=== INSTRUCTIONS FOR THE TASK ===
Lines from the listing below that contain the string "outcome" are to be reported.

*** INFORMATION SUPPLIED ***

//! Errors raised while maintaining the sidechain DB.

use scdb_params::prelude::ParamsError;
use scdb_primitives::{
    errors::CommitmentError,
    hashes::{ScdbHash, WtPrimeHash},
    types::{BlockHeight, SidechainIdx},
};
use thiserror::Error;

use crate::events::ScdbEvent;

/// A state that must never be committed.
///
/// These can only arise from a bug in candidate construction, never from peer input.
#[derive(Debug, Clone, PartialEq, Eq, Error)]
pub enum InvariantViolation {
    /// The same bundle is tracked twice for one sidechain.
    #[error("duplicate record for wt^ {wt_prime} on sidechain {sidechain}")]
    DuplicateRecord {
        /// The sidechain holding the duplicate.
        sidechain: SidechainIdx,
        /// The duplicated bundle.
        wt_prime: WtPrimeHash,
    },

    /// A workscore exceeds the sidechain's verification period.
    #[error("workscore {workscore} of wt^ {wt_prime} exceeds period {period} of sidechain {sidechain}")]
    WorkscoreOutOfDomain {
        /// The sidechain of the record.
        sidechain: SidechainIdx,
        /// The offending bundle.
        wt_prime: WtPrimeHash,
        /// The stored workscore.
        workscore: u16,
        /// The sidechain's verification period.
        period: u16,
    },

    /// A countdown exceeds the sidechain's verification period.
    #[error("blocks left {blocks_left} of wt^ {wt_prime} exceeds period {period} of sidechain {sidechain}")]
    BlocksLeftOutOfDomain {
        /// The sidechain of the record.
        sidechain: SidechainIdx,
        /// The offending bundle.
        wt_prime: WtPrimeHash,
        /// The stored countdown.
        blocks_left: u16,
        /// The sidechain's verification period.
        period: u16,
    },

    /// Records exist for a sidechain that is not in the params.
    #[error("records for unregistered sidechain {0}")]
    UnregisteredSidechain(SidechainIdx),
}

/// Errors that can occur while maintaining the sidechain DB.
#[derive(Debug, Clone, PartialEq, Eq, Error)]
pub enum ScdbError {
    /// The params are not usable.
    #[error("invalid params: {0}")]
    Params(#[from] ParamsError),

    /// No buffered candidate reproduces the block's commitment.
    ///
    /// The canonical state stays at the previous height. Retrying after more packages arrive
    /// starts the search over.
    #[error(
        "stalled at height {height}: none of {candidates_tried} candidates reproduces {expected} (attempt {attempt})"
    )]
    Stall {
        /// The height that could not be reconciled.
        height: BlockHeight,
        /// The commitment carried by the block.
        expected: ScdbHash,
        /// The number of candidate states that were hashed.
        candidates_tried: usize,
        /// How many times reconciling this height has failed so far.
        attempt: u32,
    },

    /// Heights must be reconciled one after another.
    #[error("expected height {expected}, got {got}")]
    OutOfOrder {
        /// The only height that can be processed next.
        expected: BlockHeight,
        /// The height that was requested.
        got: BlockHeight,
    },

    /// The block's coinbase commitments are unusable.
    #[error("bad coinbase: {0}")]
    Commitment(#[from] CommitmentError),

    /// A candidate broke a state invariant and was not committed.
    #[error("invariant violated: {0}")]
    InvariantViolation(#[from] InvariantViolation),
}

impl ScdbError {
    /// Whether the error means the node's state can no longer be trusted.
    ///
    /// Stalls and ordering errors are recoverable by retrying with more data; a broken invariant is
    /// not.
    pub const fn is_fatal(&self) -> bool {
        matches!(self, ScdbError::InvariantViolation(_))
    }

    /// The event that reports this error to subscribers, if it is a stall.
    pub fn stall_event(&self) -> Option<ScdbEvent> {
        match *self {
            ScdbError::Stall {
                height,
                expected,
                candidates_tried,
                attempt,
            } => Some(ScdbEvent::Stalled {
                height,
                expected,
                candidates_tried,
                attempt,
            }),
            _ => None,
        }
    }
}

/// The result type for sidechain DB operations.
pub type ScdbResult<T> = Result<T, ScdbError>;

*** End of INFORMATION SUPPLIED ***
*** INFORMATION SUPPLIED ***

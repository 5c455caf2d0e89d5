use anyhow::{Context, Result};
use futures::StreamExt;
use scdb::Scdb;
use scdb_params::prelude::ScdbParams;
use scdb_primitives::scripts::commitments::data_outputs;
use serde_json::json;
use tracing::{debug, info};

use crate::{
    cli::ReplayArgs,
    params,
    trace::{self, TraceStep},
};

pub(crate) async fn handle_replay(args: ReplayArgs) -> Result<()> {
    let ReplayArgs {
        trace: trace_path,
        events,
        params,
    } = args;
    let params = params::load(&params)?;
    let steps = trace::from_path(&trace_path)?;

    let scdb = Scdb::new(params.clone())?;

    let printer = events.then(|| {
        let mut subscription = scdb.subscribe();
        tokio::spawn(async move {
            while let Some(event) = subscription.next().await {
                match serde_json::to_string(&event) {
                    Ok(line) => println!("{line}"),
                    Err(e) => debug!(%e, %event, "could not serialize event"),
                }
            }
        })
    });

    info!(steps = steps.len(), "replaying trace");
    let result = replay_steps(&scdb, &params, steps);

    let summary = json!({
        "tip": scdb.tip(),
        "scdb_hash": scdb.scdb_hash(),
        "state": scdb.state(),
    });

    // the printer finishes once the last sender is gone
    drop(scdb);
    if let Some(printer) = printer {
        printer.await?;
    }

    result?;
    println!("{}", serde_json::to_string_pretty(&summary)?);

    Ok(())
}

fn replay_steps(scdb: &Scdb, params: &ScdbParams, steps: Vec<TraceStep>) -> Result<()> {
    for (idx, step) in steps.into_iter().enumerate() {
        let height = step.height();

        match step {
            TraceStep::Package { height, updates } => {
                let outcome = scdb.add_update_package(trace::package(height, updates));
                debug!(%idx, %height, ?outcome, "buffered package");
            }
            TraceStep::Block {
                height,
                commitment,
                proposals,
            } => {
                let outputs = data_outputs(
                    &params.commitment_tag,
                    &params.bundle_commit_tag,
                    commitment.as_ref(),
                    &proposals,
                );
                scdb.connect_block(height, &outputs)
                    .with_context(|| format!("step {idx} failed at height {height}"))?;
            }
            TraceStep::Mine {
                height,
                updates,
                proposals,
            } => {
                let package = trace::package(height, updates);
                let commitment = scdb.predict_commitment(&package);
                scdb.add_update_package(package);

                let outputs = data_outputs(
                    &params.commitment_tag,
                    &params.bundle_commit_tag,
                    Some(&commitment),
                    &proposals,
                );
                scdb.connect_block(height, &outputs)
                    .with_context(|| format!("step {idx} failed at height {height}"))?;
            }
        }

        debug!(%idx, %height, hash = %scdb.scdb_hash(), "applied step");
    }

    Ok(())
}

*** End of INFORMATION SUPPLIED ***

=== OUTPUT OF THE TASK ===
                let outcome = scdb.add_update_package(trace::package(height, updates));
                debug!(%idx, %height, ?outcome, "buffered package");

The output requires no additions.